Przypadek, który lubi czasem pomagać i wspierać ludzki rozum, a który także lubi wywracać i psuć najlepiej ukartowane plany (i któż wie, czym jest tak nazwany przypadek i od kogo on zależy), przypadek, mówię, zrządził, że tegoż samego dnia chorąży wyjechał do drugiego folwarku, leżącego o półtorej mili od Niedolipia i za traktem pocztowym. Może umyślnie dlatego wybrał ten cel przejażdżki, aby zobaczyć, wracając z powrotem, jak też zimową porą przy jasnym zachodzie słońca, wygląda z traktu jego dom. Wszakże jest to domysł, który tak rzucam nawiasem, nie chcąc bynajmniej twierdzić, że nie było innych powodów.

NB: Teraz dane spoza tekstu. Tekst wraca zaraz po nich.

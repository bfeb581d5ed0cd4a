// SPDX-License-Identifier: PMPL-1.0-or-later
// Copyright (c) 2026 Jonathan D.A. Jewell (hyperpolymath) <jonathan.jewell@open.ac.uk>
//
// Print server lifecycle.
//
//   stopped -[start]-> starting -[scan completes]-> running -[stop]-> stopped
//
// `start` owns the scan; the registry is only populated, and the status only
// becomes `running`, once the scan has returned.  Each run has one root
// token and every scan of the run (start, rescan, manual add) holds a child
// of it, so `stop` cancels all of them at once.  Tokens are taken and
// results committed under the lifecycle lock, which `stop` also holds, and
// a scan whose token was cancelled commits nothing.

use std::collections::HashSet;
use std::net::IpAddr;
use std::sync::{Arc, Mutex, MutexGuard, PoisonError};

use tokio::sync::{broadcast, watch};
use tokio_util::sync::CancellationToken;
use tracing::{debug, info};

use printrelay_core::config::RelayConfig;
use printrelay_core::error::{PrintRelayError, Result};
use printrelay_core::types::{
    FailureReason, JobEvent, JobId, NetworkInfo, PrintJob, Printer, PrinterId, ServerState,
    ServerStatus,
};
use printrelay_net::network::resolve_network_info;
use printrelay_net::scanner::{NetworkScanner, ScanReport, ScanRequest};

use crate::dispatcher::{JobDispatcher, JobTransport, ProtocolTransport};
use crate::registry::{AddMode, PrinterRegistry};

/// The print relay: discovery, registry and dispatch behind one handle.
///
/// Cheaply cloneable via `Arc<ServerInner>`.
#[derive(Clone)]
pub struct PrintServer {
    inner: Arc<ServerInner>,
}

struct ServerInner {
    config: RelayConfig,
    network: NetworkInfo,
    scanner: NetworkScanner,
    registry: Arc<PrinterRegistry>,
    dispatcher: JobDispatcher,
    status: watch::Sender<ServerStatus>,
    clients: Mutex<HashSet<String>>,
    /// Root of every scan token of the current run.
    run_cancel: Mutex<CancellationToken>,
    lifecycle: Mutex<()>,
}

impl PrintServer {
    /// A server on the real network, at the configured or detected address.
    pub fn new(config: RelayConfig) -> Result<Self> {
        let config = config.normalized();
        let network = resolve_network_info(config.local_address)?;
        let scanner = NetworkScanner::tcp(&config);
        let transport = Arc::new(ProtocolTransport::new(&config));
        Ok(Self::from_parts(config, network, scanner, transport))
    }

    /// Assemble a server from explicit collaborators.
    pub fn from_parts(
        config: RelayConfig,
        network: NetworkInfo,
        scanner: NetworkScanner,
        transport: Arc<dyn JobTransport>,
    ) -> Self {
        let config = config.normalized();
        let registry = Arc::new(PrinterRegistry::new());
        let dispatcher =
            JobDispatcher::new(Arc::clone(&registry), transport, config.job_history_capacity);
        let (status, _) = watch::channel(ServerStatus::Stopped);

        Self {
            inner: Arc::new(ServerInner {
                config,
                network,
                scanner,
                registry,
                dispatcher,
                status,
                clients: Mutex::new(HashSet::new()),
                run_cancel: Mutex::new(CancellationToken::new()),
                lifecycle: Mutex::new(()),
            }),
        }
    }

    pub fn config(&self) -> &RelayConfig {
        &self.inner.config
    }

    // ── Lifecycle ────────────────────────────────────────────────

    /// Start the server: scan the subnet, register what was found, then
    /// report `running`.
    ///
    /// A no-op returning the current state if the server is already
    /// starting or running.
    pub async fn start(&self) -> ServerState {
        let inner = &self.inner;
        let cancel = {
            let _lifecycle = inner.lock_lifecycle();
            if self.status() != ServerStatus::Stopped {
                debug!(status = %self.status(), "start ignored");
                return self.state();
            }
            let run = CancellationToken::new();
            *inner.lock_run_cancel() = run.clone();
            inner.status.send_replace(ServerStatus::Starting);
            run.child_token()
        };
        info!(subnet = %inner.network.subnet, "server starting");

        let request = ScanRequest::from_network(&inner.network, &inner.config);
        let report = inner.scanner.scan(&request, &cancel).await;
        let complete = report.is_complete();

        {
            let _lifecycle = inner.lock_lifecycle();
            if cancel.is_cancelled() || self.status() != ServerStatus::Starting {
                info!("start interrupted by stop");
                return self.state();
            }
            for printer in report.printers {
                let _ = inner.registry.add(printer, AddMode::Merge);
            }
            inner.status.send_replace(ServerStatus::Running);
        }

        info!(
            printers = inner.registry.len(),
            partial = !complete,
            "server running"
        );
        self.state()
    }

    /// Stop the server.  Idempotent.
    ///
    /// Cancels any scan, fails every queued or printing job with
    /// `ServerStopped`, clears the registry and disconnects all clients.
    pub fn stop(&self) -> ServerState {
        let inner = &self.inner;
        {
            let _lifecycle = inner.lock_lifecycle();
            inner.lock_run_cancel().cancel();
            inner.dispatcher.cancel_all(FailureReason::ServerStopped);
            inner.registry.clear();
            inner.lock_clients().clear();
            let previous = inner.status.send_replace(ServerStatus::Stopped);
            if previous != ServerStatus::Stopped {
                info!(from = %previous, "server stopped");
            }
        }
        self.state()
    }

    pub fn status(&self) -> ServerStatus {
        *self.inner.status.borrow()
    }

    pub fn state(&self) -> ServerState {
        ServerState {
            status: self.status(),
            connected_clients: self.inner.lock_clients().len(),
            local_address: self.inner.network.local_address,
            subnet: self.inner.network.subnet,
        }
    }

    pub fn network_info(&self) -> NetworkInfo {
        self.inner.network
    }

    /// Observe status changes.
    pub fn watch_status(&self) -> watch::Receiver<ServerStatus> {
        self.inner.status.subscribe()
    }

    // ── Printers ─────────────────────────────────────────────────

    pub fn list_printers(&self) -> Vec<Printer> {
        self.inner.registry.list()
    }

    /// Probe `address` on the manual port list and register it if any port
    /// answers.  Requires a running server; a `stop` during the probe
    /// cancels it and nothing is registered.
    pub async fn add_printer_manually(&self, address: IpAddr) -> Result<Printer> {
        let inner = &self.inner;
        let cancel = inner.running_scan_token()?;
        if inner.registry.contains(address) {
            return Err(PrintRelayError::AlreadyExists(address));
        }

        let found = inner.scanner.scan_host(address, &inner.config, &cancel).await;

        let _lifecycle = inner.lock_lifecycle();
        if cancel.is_cancelled() || self.status() != ServerStatus::Running {
            return Err(PrintRelayError::ServerNotRunning);
        }
        let mut printer = found.ok_or(PrintRelayError::NoPrinterFound(address))?;
        printer.manually_added = true;

        let printer = inner.registry.add(printer, AddMode::Reject)?;
        info!(addr = %address, ports = ?printer.open_ports, "printer added manually");
        Ok(printer)
    }

    pub fn remove_printer(&self, address: IpAddr) -> Result<Printer> {
        self.inner
            .registry
            .remove(address)
            .ok_or(PrintRelayError::UnknownPrinter(PrinterId(address)))
    }

    /// Re-scan the subnet while running.
    ///
    /// New information is merged over existing entries, new printers are
    /// added, and registered printers the scan did not find are marked
    /// offline.  Nothing is removed.
    pub async fn rescan(&self) -> Result<ScanReport> {
        let inner = &self.inner;
        let cancel = inner.running_scan_token()?;
        let request = ScanRequest::from_network(&inner.network, &inner.config);
        let report = inner.scanner.scan(&request, &cancel).await;

        let _lifecycle = inner.lock_lifecycle();
        if cancel.is_cancelled() || self.status() != ServerStatus::Running {
            return Err(PrintRelayError::ServerNotRunning);
        }
        let seen: HashSet<IpAddr> = report.printers.iter().map(|p| p.address).collect();
        for printer in &report.printers {
            let _ = inner.registry.add(printer.clone(), AddMode::Merge);
        }
        if report.is_complete() {
            let gone = inner.registry.mark_offline_except(&seen);
            if !gone.is_empty() {
                info!(count = gone.len(), "printers no longer answering");
            }
        }
        Ok(report)
    }

    // ── Jobs ─────────────────────────────────────────────────────

    /// Queue `document` for printing.
    pub fn submit_job(
        &self,
        file_name: impl Into<String>,
        document: Vec<u8>,
        printer_id: PrinterId,
        client_id: impl Into<String>,
    ) -> Result<JobId> {
        if self.status() != ServerStatus::Running {
            return Err(PrintRelayError::ServerNotRunning);
        }
        self.inner
            .dispatcher
            .submit(file_name, document, printer_id, client_id)
    }

    /// Recent jobs, most recent first.
    pub fn list_recent_jobs(&self) -> Vec<PrintJob> {
        self.inner.dispatcher.recent_jobs()
    }

    pub fn job(&self, id: JobId) -> Option<PrintJob> {
        self.inner.dispatcher.get_job(id)
    }

    pub fn subscribe_jobs(&self) -> broadcast::Receiver<JobEvent> {
        self.inner.dispatcher.subscribe()
    }

    // ── Clients ──────────────────────────────────────────────────

    /// Record a connected client.  Returns the number of distinct clients.
    pub fn connect_client(&self, client_id: impl Into<String>) -> Result<usize> {
        if self.status() != ServerStatus::Running {
            return Err(PrintRelayError::ServerNotRunning);
        }
        let client_id = client_id.into();
        let mut clients = self.inner.lock_clients();
        if clients.insert(client_id.clone()) {
            debug!(client = %client_id, "client connected");
        }
        Ok(clients.len())
    }

    /// Forget a client.  Returns the number of distinct clients left.
    pub fn disconnect_client(&self, client_id: &str) -> usize {
        let mut clients = self.inner.lock_clients();
        if clients.remove(client_id) {
            debug!(client = %client_id, "client disconnected");
        }
        clients.len()
    }
}

impl ServerInner {
    fn lock_lifecycle(&self) -> MutexGuard<'_, ()> {
        self.lifecycle.lock().unwrap_or_else(PoisonError::into_inner)
    }

    fn lock_clients(&self) -> MutexGuard<'_, HashSet<String>> {
        self.clients.lock().unwrap_or_else(PoisonError::into_inner)
    }

    fn lock_run_cancel(&self) -> MutexGuard<'_, CancellationToken> {
        self.run_cancel.lock().unwrap_or_else(PoisonError::into_inner)
    }

    /// A token for one scan of the current run.  `stop` cancels it.
    fn running_scan_token(&self) -> Result<CancellationToken> {
        let _lifecycle = self.lock_lifecycle();
        if *self.status.borrow() != ServerStatus::Running {
            return Err(PrintRelayError::ServerNotRunning);
        }
        Ok(self.lock_run_cancel().child_token())
    }
}
// SPDX-License-Identifier: PMPL-1.0-or-later
// Copyright (c) 2026 Jonathan D.A. Jewell (hyperpolymath) <jonathan.jewell@open.ac.uk>
//
// Unified error types for printrelay.
//
// Only contract violations (unknown printer, wrong server state, duplicate
// address) and protocol/transport failures are errors.  A closed port or a
// host that is not a printer is a normal scan outcome and never reaches this
// type.

use std::net::IpAddr;

use thiserror::Error;

use crate::types::PrinterId;

/// Top-level error type for all printrelay operations.
#[derive(Debug, Error)]
pub enum PrintRelayError {
    // -- Registry / dispatcher contract --
    #[error("unknown printer: {0}")]
    UnknownPrinter(PrinterId),

    #[error("printer at {0} is already registered")]
    AlreadyExists(IpAddr),

    #[error("no printer found at {0}")]
    NoPrinterFound(IpAddr),

    #[error("print server is not running")]
    ServerNotRunning,

    #[error("invalid address: {0}")]
    InvalidAddress(String),

    // -- Protocol errors --
    #[error("IPP request failed: {0}")]
    IppRequest(String),

    #[error("transmission failed: {0}")]
    Transmission(String),

    /// Identification failures never abort a scan; the identifier logs them
    /// and falls back to generic information.
    #[error("printer identification failed: {0}")]
    Identify(String),

    // -- Configuration / local I/O --
    #[error("configuration error: {0}")]
    Config(String),

    #[error("I/O error: {0}")]
    Io(#[from] std::io::Error),

    #[error("serialization error: {0}")]
    Serialization(#[from] serde_json::Error),
}

/// Alias used throughout the codebase.
pub type Result<T> = std::result::Result<T, PrintRelayError>;
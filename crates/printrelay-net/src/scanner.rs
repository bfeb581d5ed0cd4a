// SPDX-License-Identifier: PMPL-1.0-or-later
// Copyright (c) 2026 Jonathan D.A. Jewell (hyperpolymath) <jonathan.jewell@open.ac.uk>
//
// Bounded subnet scanner.
//
// Every (host, port) pair becomes one task.  All tasks share a single
// semaphore sized to the concurrency limit, so the bound holds across the
// whole scan rather than per host.  A task that finds its port open
// identifies the device while still holding its permit.
//
// Results are collected into a shared map as they arrive, which is what lets
// a timed-out or cancelled scan return everything found so far.

use std::collections::{BTreeMap, HashMap};
use std::net::{IpAddr, Ipv4Addr, SocketAddr};
use std::sync::atomic::{AtomicUsize, Ordering};
use std::sync::{Arc, Mutex, PoisonError};
use std::time::{Duration, Instant};

use tokio::sync::Semaphore;
use tokio::task::JoinSet;
use tokio_util::sync::CancellationToken;
use tracing::{debug, info, warn};

use printrelay_core::config::RelayConfig;
use printrelay_core::types::{NetworkInfo, Printer, PrinterInfo, Subnet};

use crate::identify::{PrinterIdentifier, ProtocolIdentifier};
use crate::prober::{PortProber, TcpProber};

/// One host and the ports to probe on it.
#[derive(Debug, Clone, PartialEq, Eq)]
pub struct ScanTask {
    pub address: IpAddr,
    pub candidate_ports: Vec<u16>,
}

/// Parameters of one scan.
#[derive(Debug, Clone)]
pub struct ScanRequest {
    pub hosts: Vec<IpAddr>,
    /// Probed in this order; identification results merge in this order too.
    pub candidate_ports: Vec<u16>,
    pub concurrency_limit: usize,
    pub probe_timeout: Duration,
    pub scan_timeout: Duration,
}

impl ScanRequest {
    /// Every host of `subnet` except `exclude`, probed on the configured
    /// candidate ports.
    pub fn subnet(subnet: Subnet, exclude: Option<Ipv4Addr>, config: &RelayConfig) -> Self {
        let hosts = subnet
            .hosts()
            .filter(|host| Some(*host) != exclude)
            .map(IpAddr::V4)
            .collect();
        Self {
            hosts,
            candidate_ports: config.candidate_ports.clone(),
            concurrency_limit: config.concurrency_limit,
            probe_timeout: config.probe_timeout(),
            scan_timeout: config.scan_timeout(),
        }
    }

    /// The relay's own subnet, skipping the relay itself.
    pub fn from_network(network: &NetworkInfo, config: &RelayConfig) -> Self {
        Self::subnet(network.subnet, Some(network.local_address), config)
    }

    /// A single address probed on the manual-add port list.
    pub fn single_host(address: IpAddr, config: &RelayConfig) -> Self {
        Self {
            hosts: vec![address],
            candidate_ports: config.manual_ports.clone(),
            concurrency_limit: config.concurrency_limit,
            probe_timeout: config.probe_timeout(),
            scan_timeout: config.scan_timeout(),
        }
    }

    pub fn tasks(&self) -> Vec<ScanTask> {
        self.hosts
            .iter()
            .map(|&address| ScanTask {
                address,
                candidate_ports: self.candidate_ports.clone(),
            })
            .collect()
    }
}

/// Outcome of a scan, including partial results.
#[derive(Debug, Clone)]
pub struct ScanReport {
    /// Detected printers, sorted by address.
    pub printers: Vec<Printer>,
    pub hosts_scanned: usize,
    pub probes_issued: usize,
    /// The scan timeout elapsed before every task finished.
    pub timed_out: bool,
    /// The scan was cancelled before every task finished.
    pub cancelled: bool,
    pub elapsed: Duration,
}

impl ScanReport {
    pub fn is_complete(&self) -> bool {
        !self.timed_out && !self.cancelled
    }
}

/// What the tasks have learned about one host.  Keys are candidate-port
/// ranks so merging does not depend on completion order.
#[derive(Debug, Default)]
struct HostFindings {
    open_ports: BTreeMap<usize, u16>,
    infos: BTreeMap<usize, PrinterInfo>,
}

impl HostFindings {
    fn into_printer(self, address: IpAddr) -> Printer {
        let mut merged = PrinterInfo::default();
        for info in self.infos.into_values() {
            merged.fill_missing(info);
        }
        Printer::from_findings(address, self.open_ports.into_values(), merged)
    }
}

/// State shared by every task of one scan.
struct ScanContext {
    prober: Arc<dyn PortProber>,
    identifier: Arc<dyn PrinterIdentifier>,
    semaphore: Semaphore,
    probe_timeout: Duration,
    probes: AtomicUsize,
    findings: Mutex<HashMap<IpAddr, HostFindings>>,
}

impl ScanContext {
    async fn probe_and_identify(&self, address: IpAddr, rank: usize, port: u16) {
        let Ok(_permit) = self.semaphore.acquire().await else {
            return;
        };

        self.probes.fetch_add(1, Ordering::Relaxed);
        let socket = SocketAddr::new(address, port);
        if !self.prober.probe(socket, self.probe_timeout).await {
            return;
        }
        debug!(%socket, "open print port");
        self.record(address, |host| {
            host.open_ports.insert(rank, port);
        });

        match self.identifier.identify(address, port).await {
            Some(info) => self.record(address, |host| {
                host.infos.insert(rank, info);
            }),
            None => debug!(%socket, "no identification response"),
        }
    }

    fn record(&self, address: IpAddr, update: impl FnOnce(&mut HostFindings)) {
        let mut findings = self.findings.lock().unwrap_or_else(PoisonError::into_inner);
        update(findings.entry(address).or_default());
    }

    fn take_printers(&self) -> Vec<Printer> {
        let findings =
            std::mem::take(&mut *self.findings.lock().unwrap_or_else(PoisonError::into_inner));
        let mut printers: Vec<Printer> = findings
            .into_iter()
            .filter(|(_, host)| !host.open_ports.is_empty())
            .map(|(address, host)| host.into_printer(address))
            .collect();
        printers.sort_by_key(|p| p.address);
        printers
    }
}

/// Discovers printers by probing candidate ports and identifying open ones.
#[derive(Clone)]
pub struct NetworkScanner {
    prober: Arc<dyn PortProber>,
    identifier: Arc<dyn PrinterIdentifier>,
}

impl NetworkScanner {
    pub fn new(prober: Arc<dyn PortProber>, identifier: Arc<dyn PrinterIdentifier>) -> Self {
        Self { prober, identifier }
    }

    /// A scanner that talks to the real network.
    pub fn tcp(config: &RelayConfig) -> Self {
        Self::new(
            Arc::new(TcpProber),
            Arc::new(ProtocolIdentifier::new(
                config.identify_timeout(),
                config.lpd_queue.clone(),
            )),
        )
    }

    /// Scan every host of the request.
    ///
    /// Never fails: unreachable hosts are simply absent from the report, and
    /// a timeout or cancellation returns what was found up to that point.
    pub async fn scan(&self, request: &ScanRequest, cancel: &CancellationToken) -> ScanReport {
        let started = Instant::now();
        let tasks = request.tasks();
        let hosts_scanned = tasks.len();
        info!(
            hosts = hosts_scanned,
            ports = request.candidate_ports.len(),
            limit = request.concurrency_limit,
            "scan started"
        );

        let context = Arc::new(ScanContext {
            prober: Arc::clone(&self.prober),
            identifier: Arc::clone(&self.identifier),
            semaphore: Semaphore::new(request.concurrency_limit.max(1)),
            probe_timeout: request.probe_timeout,
            probes: AtomicUsize::new(0),
            findings: Mutex::new(HashMap::new()),
        });

        let mut set = JoinSet::new();
        for task in tasks {
            for (rank, &port) in task.candidate_ports.iter().enumerate() {
                let context = Arc::clone(&context);
                let address = task.address;
                set.spawn(async move { context.probe_and_identify(address, rank, port).await });
            }
        }

        let deadline = tokio::time::sleep(request.scan_timeout);
        tokio::pin!(deadline);

        let mut timed_out = false;
        let mut cancelled = false;
        loop {
            tokio::select! {
                biased;
                _ = cancel.cancelled() => {
                    cancelled = true;
                    break;
                }
                _ = &mut deadline => {
                    timed_out = true;
                    break;
                }
                joined = set.join_next() => match joined {
                    Some(Err(e)) if e.is_panic() => warn!(error = %e, "scan task panicked"),
                    Some(_) => {}
                    None => break,
                },
            }
        }
        set.shutdown().await;

        let printers = context.take_printers();
        let report = ScanReport {
            printers,
            hosts_scanned,
            probes_issued: context.probes.load(Ordering::Relaxed),
            timed_out,
            cancelled,
            elapsed: started.elapsed(),
        };

        if timed_out {
            warn!(
                found = report.printers.len(),
                timeout_secs = request.scan_timeout.as_secs_f64(),
                "scan timed out, returning partial results"
            );
        } else if cancelled {
            info!(found = report.printers.len(), "scan cancelled");
        } else {
            info!(
                found = report.printers.len(),
                probes = report.probes_issued,
                elapsed_ms = report.elapsed.as_millis() as u64,
                "scan complete"
            );
        }
        report
    }

    /// Probe one address and return it as a printer if any port is open.
    pub async fn scan_host(
        &self,
        address: IpAddr,
        config: &RelayConfig,
        cancel: &CancellationToken,
    ) -> Option<Printer> {
        let request = ScanRequest::single_host(address, config);
        self.scan(&request, cancel).await.printers.into_iter().next()
    }
}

Bądź co bądź, gdy pan chorąży, wracając już do domu, jechał śpiesznie drożyną prostopadle wiodącą od jego wsi do traktu pocztowego i przecinającą go dalej pod kątem prostym, spostrzegł sanie stojące na samym owym przecięciu i w nich dzielną czwórkę w krakowskich chomątach, a w saniach mężczyznę, który, obrócony w lewo, gdzie stał jego dom, przypatrywał mu się z wielką atencją i coś jakby przez perspektywę. Serce architektoniczne zaczęło bić w piersiach pana chorążego tak silnie, jak biło wówczas, gdy ładna, dobra i mająca czterykroć (1) posagu pani chorążyna odpowiedziała ojcu z pokorą: „Jeżeli ojciec dobrodziej każe, to pójdę”.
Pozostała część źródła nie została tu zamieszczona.